Consider Mental illness,

What we call schizophrenic is, as Joseph Campbell has discussed, called (positively) visionary or mystical in shamanic cultures, hence is valued, not feared or sedated with chemicals.

Shamanic illnesses are no different or ‘special’ than the illnesses of ‘normal’ people. Disease all comes from the same source, shamanic or not. Shamanic healers don’t piece by piece heal, they heal as a whole.

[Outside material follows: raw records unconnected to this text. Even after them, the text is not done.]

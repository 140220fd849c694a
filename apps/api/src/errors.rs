use std::collections::BTreeMap;

use axum::{
    http::StatusCode,
    response::{IntoResponse, Response},
    Json,
};
use serde_json::{json, Value};
use thiserror::Error;

use crate::documents::error::{ConversionError, ExtractionError, StorageError};

/// Application-level error type.
/// Implements `IntoResponse` so Axum handlers can return `Result<T, AppError>`.
#[derive(Debug, Error)]
pub enum AppError {
    #[error("Not found: {0}")]
    NotFound(String),

    #[error("Validation error: {0}")]
    Validation(String),

    #[error("Unprocessable entity: {0}")]
    UnprocessableEntity(String),

    #[error("Conversion error: {0}")]
    Conversion(#[from] ConversionError),

    #[error("Extraction error: {0}")]
    Extraction(#[from] ExtractionError),

    #[error("Storage error: {0}")]
    Storage(#[from] StorageError),

    /// Every file of a multi-file upload failed. `details` maps filename to reason.
    #[error("Upload failed: {message}")]
    UploadFailed {
        message: String,
        details: BTreeMap<String, String>,
    },

    #[error("Database error: {0}")]
    Database(#[from] sqlx::Error),

    #[error("Internal server error: {0}")]
    Internal(#[from] anyhow::Error),
}

impl IntoResponse for AppError {
    fn into_response(self) -> Response {
        let mut details: Option<Value> = None;
        let (status, code, message) = match &self {
            AppError::NotFound(msg) => (StatusCode::NOT_FOUND, "NOT_FOUND", msg.clone()),
            AppError::Validation(msg) => (StatusCode::BAD_REQUEST, "VALIDATION_ERROR", msg.clone()),
            AppError::UnprocessableEntity(msg) => (
                StatusCode::UNPROCESSABLE_ENTITY,
                "UNPROCESSABLE_ENTITY",
                msg.clone(),
            ),
            AppError::Conversion(e) => {
                tracing::error!("Conversion error: {e}");
                (StatusCode::UNPROCESSABLE_ENTITY, "CONVERSION_ERROR", e.to_string())
            }
            AppError::Extraction(e) => {
                tracing::error!("Extraction error: {e}");
                (StatusCode::BAD_GATEWAY, "EXTRACTION_ERROR", e.to_string())
            }
            AppError::Storage(e @ (StorageError::NotAllowed(_) | StorageError::MissingName)) => {
                (StatusCode::BAD_REQUEST, "VALIDATION_ERROR", e.to_string())
            }
            AppError::Storage(e) => {
                tracing::error!("Storage error: {e}");
                (
                    StatusCode::INTERNAL_SERVER_ERROR,
                    "INTERNAL_ERROR",
                    "Failed to store the uploaded file".to_string(),
                )
            }
            AppError::UploadFailed { message, details: d } => {
                details = Some(json!(d));
                (StatusCode::UNPROCESSABLE_ENTITY, "UPLOAD_FAILED", message.clone())
            }
            AppError::Database(e) => {
                tracing::error!("Database error: {e}");
                (
                    StatusCode::INTERNAL_SERVER_ERROR,
                    "DATABASE_ERROR",
                    "A database error occurred".to_string(),
                )
            }
            AppError::Internal(e) => {
                tracing::error!("Internal error: {e:?}");
                (
                    StatusCode::INTERNAL_SERVER_ERROR,
                    "INTERNAL_ERROR",
                    "An internal server error occurred".to_string(),
                )
            }
        };

        let mut error = json!({
            "code": code,
            "message": message
        });
        if let Some(details) = details {
            error["details"] = details;
        }

        (status, Json(json!({ "error": error }))).into_response()
    }
}
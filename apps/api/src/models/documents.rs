use chrono::{DateTime, Utc};
use serde::{Deserialize, Serialize};
use sqlx::FromRow;
use uuid::Uuid;

#[derive(Debug, Clone, Copy, PartialEq, Eq, Serialize, Deserialize)]
#[serde(rename_all = "lowercase")]
pub enum FileKind {
    Jd,
    Cv,
}

impl FileKind {
    pub fn as_str(&self) -> &'static str {
        match self {
            FileKind::Jd => "jd",
            FileKind::Cv => "cv",
        }
    }
}

/// Metadata of a staged upload, ready to insert into `uploaded_files`.
#[derive(Debug, Clone)]
pub struct NewUpload {
    pub user_id: Uuid,
    pub original_filename: String,
    pub stored_path: String,
    pub kind: FileKind,
    pub extension: String,
    pub byte_size: i64,
}

/// A job description joined with the filename it was uploaded under.
#[derive(Debug, Clone, Serialize, Deserialize, FromRow)]
pub struct JobDescriptionRow {
    pub id: Uuid,
    pub user_id: Uuid,
    pub original_filename: String,
    pub processed_file_path: String,
    pub requirements_json: Option<String>,
    pub created_at: DateTime<Utc>,
    pub updated_at: DateTime<Utc>,
}

/// The parts of a CV entry the batch loop needs.
#[derive(Debug, Clone, Serialize, Deserialize, FromRow)]
pub struct CvCandidateRow {
    pub id: Uuid,
    pub original_filename: String,
    pub processed_file_path: Option<String>,
}
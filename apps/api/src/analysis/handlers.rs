use std::collections::{BTreeMap, HashMap, HashSet};
use std::path::PathBuf;

use axum::{
    extract::{Path, State},
    http::StatusCode,
    Json,
};
use chrono::{DateTime, Utc};
use serde::{Deserialize, Serialize};
use serde_json::Value;
use tracing::{error, info};
use uuid::Uuid;

use crate::analysis::batch::{
    BatchOrchestrator, BatchOutcome, BatchStatus, Candidate, CandidateSummary,
};
use crate::analysis::requirements::RequirementSet;
use crate::errors::AppError;
use crate::state::AppState;
use crate::store::{documents as doc_store, sessions};

#[derive(Debug, Deserialize)]
pub struct StartAnalysisRequest {
    pub user_id: Uuid,
    pub jd_id: Uuid,
    pub cv_entry_ids: Vec<Uuid>,
}

#[derive(Debug, Serialize)]
pub struct StartAnalysisResponse {
    pub message: String,
    pub analysis_session_id: Uuid,
    pub status: BatchStatus,
    pub total_cvs_to_analyze: usize,
    /// Verdicts actually persisted. Below the total only when a save failed.
    pub cvs_analyzed_count: u32,
    pub results_summary: Vec<CandidateSummary>,
    /// `null` when every candidate succeeded.
    pub errors: Option<BTreeMap<Uuid, String>>,
}

#[derive(Debug, Serialize)]
pub struct ResultEntry {
    pub cv_id: Uuid,
    pub original_filename: String,
    pub match_status: String,
    pub numerical_score: Option<i16>,
    pub explanation: String,
    pub detailed_match_info: Value,
    pub processed_at: DateTime<Utc>,
}

#[derive(Debug, Serialize)]
pub struct SessionResultsResponse {
    pub analysis_session_id: Uuid,
    pub session_name: String,
    pub jd_id: Uuid,
    pub status: String,
    pub created_at: DateTime<Utc>,
    pub total_cvs_to_analyze: i32,
    pub cvs_analyzed_count: i32,
    pub results: Vec<ResultEntry>,
}

#[derive(Debug, Serialize)]
pub struct SessionStatusResponse {
    pub analysis_session_id: Uuid,
    pub status: String,
    pub total_cvs_to_analyze: i32,
    pub cvs_analyzed_count: i32,
    pub created_at: DateTime<Utc>,
}

impl StartAnalysisResponse {
    fn from_outcome(outcome: BatchOutcome, total: usize) -> Self {
        Self {
            message: "Analysis process initiated and completed.".to_string(),
            analysis_session_id: outcome.session_id,
            status: outcome.status,
            total_cvs_to_analyze: total,
            cvs_analyzed_count: outcome.analyzed_count,
            results_summary: outcome.results,
            errors: (!outcome.errors.is_empty()).then_some(outcome.errors),
        }
    }
}

/// Rejects an empty list or one that names the same CV twice.
fn validate_cv_ids(cv_ids: &[Uuid]) -> Result<(), AppError> {
    if cv_ids.is_empty() {
        return Err(AppError::Validation("No CVs provided for analysis".to_string()));
    }
    let mut seen = HashSet::with_capacity(cv_ids.len());
    let duplicates: Vec<String> = cv_ids
        .iter()
        .filter(|id| !seen.insert(**id))
        .map(Uuid::to_string)
        .collect();
    if !duplicates.is_empty() {
        return Err(AppError::Validation(format!(
            "Duplicate CV ids in request: {}",
            duplicates.join(", ")
        )));
    }
    Ok(())
}

/// POST /api/v1/analysis/start
/// Runs the whole batch synchronously and reports per-candidate outcomes.
pub async fn handle_start_analysis(
    State(state): State<AppState>,
    Json(req): Json<StartAnalysisRequest>,
) -> Result<(StatusCode, Json<StartAnalysisResponse>), AppError> {
    validate_cv_ids(&req.cv_entry_ids)?;

    let jd = doc_store::get_job_description(&state.db, req.jd_id)
        .await?
        .ok_or_else(|| AppError::NotFound(format!("Job description {} not found", req.jd_id)))?;
    let stored = jd.requirements_json.as_deref().ok_or_else(|| {
        AppError::UnprocessableEntity(format!(
            "Job description {} has no confirmed requirements. Re-upload and confirm the JD.",
            req.jd_id
        ))
    })?;
    let requirements = RequirementSet::from_storage(stored).map_err(|e| {
        error!("Stored requirements for JD {} are corrupt: {e}", req.jd_id);
        anyhow::anyhow!("Failed to parse stored JD requirements")
    })?;

    let rows = doc_store::get_cv_candidates(&state.db, &req.cv_entry_ids).await?;
    let mut by_id: HashMap<Uuid, Option<String>> = rows
        .into_iter()
        .map(|row| (row.id, row.processed_file_path))
        .collect();
    let missing: Vec<String> = req
        .cv_entry_ids
        .iter()
        .filter(|id| !by_id.contains_key(*id))
        .map(Uuid::to_string)
        .collect();
    if !missing.is_empty() {
        return Err(AppError::NotFound(format!(
            "One or more CV entries not found: {}",
            missing.join(", ")
        )));
    }

    let candidates: Vec<Candidate> = req
        .cv_entry_ids
        .iter()
        .map(|id| Candidate {
            cv_id: *id,
            document_path: by_id.remove(id).flatten().map(PathBuf::from),
        })
        .collect();

    let orchestrator = BatchOrchestrator::new(state.engine.clone(), state.sessions.clone());
    let outcome = orchestrator
        .run(req.user_id, req.jd_id, &requirements, &candidates)
        .await?;

    info!(
        "Analysis session {} returned {} results and {} errors",
        outcome.session_id,
        outcome.results.len(),
        outcome.errors.len()
    );
    Ok((
        StatusCode::CREATED,
        Json(StartAnalysisResponse::from_outcome(outcome, candidates.len())),
    ))
}

/// GET /api/v1/analysis/results/:session_id
pub async fn handle_get_results(
    State(state): State<AppState>,
    Path(session_id): Path<Uuid>,
) -> Result<Json<SessionResultsResponse>, AppError> {
    let session = sessions::get_session(&state.db, session_id)
        .await?
        .ok_or_else(|| AppError::NotFound(format!("Analysis session {session_id} not found")))?;
    let rows = sessions::list_results(&state.db, session_id).await?;

    let results = rows
        .into_iter()
        .map(|row| ResultEntry {
            cv_id: row.cv_entry_id,
            original_filename: row.original_filename,
            match_status: row.match_status,
            numerical_score: row.numerical_score,
            explanation: row.explanation,
            detailed_match_info: serde_json::from_str(&row.detailed_match_info)
                .unwrap_or(Value::Null),
            processed_at: row.processed_at,
        })
        .collect();

    Ok(Json(SessionResultsResponse {
        analysis_session_id: session.id,
        session_name: session.session_name,
        jd_id: session.job_description_id,
        status: session.status,
        created_at: session.created_at,
        total_cvs_to_analyze: session.total_to_analyze,
        cvs_analyzed_count: session.analyzed_count,
        results,
    }))
}

/// GET /api/v1/analysis/status/:session_id
pub async fn handle_get_status(
    State(state): State<AppState>,
    Path(session_id): Path<Uuid>,
) -> Result<Json<SessionStatusResponse>, AppError> {
    let session = sessions::get_session(&state.db, session_id)
        .await?
        .ok_or_else(|| AppError::NotFound(format!("Analysis session {session_id} not found")))?;

    Ok(Json(SessionStatusResponse {
        analysis_session_id: session.id,
        status: session.status,
        total_cvs_to_analyze: session.total_to_analyze,
        cvs_analyzed_count: session.analyzed_count,
        created_at: session.created_at,
    }))
}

~from mental illness and spirituality

I’m mentally disabled myself, I’ve struggled with depression at times for most of my adult life. Or consider the last time you were laid under by a severe cold:

Psalm 41:3-4
The LORD will sustain him on his sick-bed and restore him from his bed of illness.
I said, O LORD, have mercy on me; heal me, for I have sinned against you.

What can we learn about the meaning of life from permanent disability?

The criteria of transcendence and transfiguration also apply to the spiritual development of disabled people, in each case relative to the characteristics of the body which is disabled, transcended, and transfigured. This enables us to conceive of a multiplicity of known and lived human worlds.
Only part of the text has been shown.